Monastery information
- Other name: Farnborough Abbey
- Order: Order of Saint Benedict
- Established: 1881
- Dedication: Saint Michael the Archangel
- Diocese: Portsmouth
- Controlled churches: Saint Michael's Abbey Church

People
- Founder: Empress Eugénie
- Abbot: Dom Cuthbert Brogan
- Important associated figures: Emperor Napoleon III; Empress Eugénie; Napoléon, Prince Imperial;

Site
- Location: Farnborough, Hampshire, United Kingdom
- Coordinates: 51°17′48″N 0°44′59″W﻿ / ﻿51.2967°N 0.7497°W
- Grid reference: SU873560
- Public access: Yes
- Website: https://farnboroughabbey.org

= St Michael's Abbey, Farnborough =

Abbey in Hampshire, England

Saint Michael's Abbey (French: Abbaye Saint-Michel) is a Benedictine abbey in Farnborough, Hampshire, England, which belongs to the English Province of the Subiaco Cassinese Congregation. The small community is known for its liturgy (which is sung in Latin and Gregorian chant), its pipe organ, and its liturgical publishing and printing. This abbey is also known for enshrining a pontifically crowned image of Saint Joseph.

==History==
Following the fall of the Second French Empire in 1870, Napoleon III (1808–1873), his wife Empress Eugénie (1826–1920) and their son the prince imperial (1856–1879) were exiled from France and took up residence in England at Camden Place in Chislehurst, Kent, where Napoleon III died in 1873. He was originally buried at St Mary's Church in Chislehurst. Following the death of the prince imperial in 1879, the grief-stricken Empress Eugénie set about establishing a monument to her family.

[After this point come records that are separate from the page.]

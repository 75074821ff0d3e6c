use thiserror::Error;

#[derive(Debug, Error)]
pub enum FlowlineError {
    // Workflow errors
    #[error("Workflow with id {0} not found")]
    WorkflowNotFound(i64),

    #[error("Validation failed: {0}")]
    Validation(String),

    // Model invoker errors
    #[error("Model request failed: {0}")]
    ModelRequest(String),

    #[error("Model API error: {status} - {body}")]
    ModelHttp { status: u16, body: String },

    #[error("Model response parse error: {0}")]
    ModelParse(String),

    #[error("Model invocation timeout after {timeout_secs}s: {task}")]
    InvokeTimeout { task: String, timeout_secs: u64 },

    // Config errors
    #[error("Config error: {0}")]
    Config(String),

    #[error("Config file not found: {0}")]
    ConfigNotFound(String),

    // Storage errors
    #[error("Database error: {0}")]
    Database(String),

    // Gateway errors
    #[error("Gateway error: {0}")]
    Gateway(String),

    // I/O errors
    #[error("I/O error: {0}")]
    Io(#[from] std::io::Error),

    // JSON errors
    #[error("JSON error: {0}")]
    Json(#[from] serde_json::Error),
}

impl FlowlineError {
    /// Whether this error means the requested workflow does not exist.
    pub fn is_not_found(&self) -> bool {
        matches!(self, FlowlineError::WorkflowNotFound(_))
    }
}

pub type Result<T> = std::result::Result<T, FlowlineError>;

She founded the abbey in 1881 as a mausoleum for her husband and son, wishing that the burial site should be a place of prayer and silence. The abbey included an imperial crypt, modelled on the crypt of Saint-Denis basilica near Paris, where the emperor had originally desired to be buried. Empress Eugénie was later buried alongside her husband and son. All three rest in granite sarcophagi that were provided by Queen Victoria.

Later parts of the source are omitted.